WHAT YOU WILL DO
Look through the records that follow. Copy every line containing the word "MonitorReport".

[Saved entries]
******
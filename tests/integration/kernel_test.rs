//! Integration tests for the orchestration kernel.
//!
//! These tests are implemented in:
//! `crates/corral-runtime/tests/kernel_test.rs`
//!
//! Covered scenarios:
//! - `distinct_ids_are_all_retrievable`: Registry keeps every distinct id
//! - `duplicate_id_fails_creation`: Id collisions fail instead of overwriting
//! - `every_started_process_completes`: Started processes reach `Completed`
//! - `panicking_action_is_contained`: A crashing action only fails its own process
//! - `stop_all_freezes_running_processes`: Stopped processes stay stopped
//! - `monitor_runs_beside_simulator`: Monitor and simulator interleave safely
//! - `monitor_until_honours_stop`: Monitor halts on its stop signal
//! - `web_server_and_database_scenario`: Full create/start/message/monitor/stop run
******
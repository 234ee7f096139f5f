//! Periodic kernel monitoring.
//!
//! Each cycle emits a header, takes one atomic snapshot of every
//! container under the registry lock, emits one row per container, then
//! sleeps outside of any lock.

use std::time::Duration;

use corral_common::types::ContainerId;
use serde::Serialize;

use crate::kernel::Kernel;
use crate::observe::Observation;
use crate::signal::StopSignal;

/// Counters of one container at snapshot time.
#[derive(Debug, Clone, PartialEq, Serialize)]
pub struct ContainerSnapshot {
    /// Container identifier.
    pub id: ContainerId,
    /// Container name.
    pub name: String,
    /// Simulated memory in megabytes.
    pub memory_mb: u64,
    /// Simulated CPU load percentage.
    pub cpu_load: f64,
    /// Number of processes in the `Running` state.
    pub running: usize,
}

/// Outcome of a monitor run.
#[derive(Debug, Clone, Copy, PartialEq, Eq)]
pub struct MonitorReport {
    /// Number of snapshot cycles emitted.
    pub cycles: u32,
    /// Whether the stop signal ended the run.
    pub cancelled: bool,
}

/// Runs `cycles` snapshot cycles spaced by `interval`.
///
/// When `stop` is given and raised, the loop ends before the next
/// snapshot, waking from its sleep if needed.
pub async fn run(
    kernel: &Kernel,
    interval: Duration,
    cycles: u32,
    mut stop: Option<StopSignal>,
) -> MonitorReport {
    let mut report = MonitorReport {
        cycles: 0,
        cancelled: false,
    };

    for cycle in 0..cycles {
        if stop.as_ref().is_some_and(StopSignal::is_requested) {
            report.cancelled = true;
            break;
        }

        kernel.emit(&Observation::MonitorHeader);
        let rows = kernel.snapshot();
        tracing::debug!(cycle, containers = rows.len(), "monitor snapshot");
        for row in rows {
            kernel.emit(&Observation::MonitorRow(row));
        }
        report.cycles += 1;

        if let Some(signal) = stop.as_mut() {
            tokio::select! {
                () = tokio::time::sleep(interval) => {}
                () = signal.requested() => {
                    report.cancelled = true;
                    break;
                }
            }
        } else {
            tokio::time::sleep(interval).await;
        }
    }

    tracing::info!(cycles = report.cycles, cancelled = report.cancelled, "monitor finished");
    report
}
******
RESPONSE TO THE TASK
pub struct MonitorReport {
) -> MonitorReport {
    let mut report = MonitorReport {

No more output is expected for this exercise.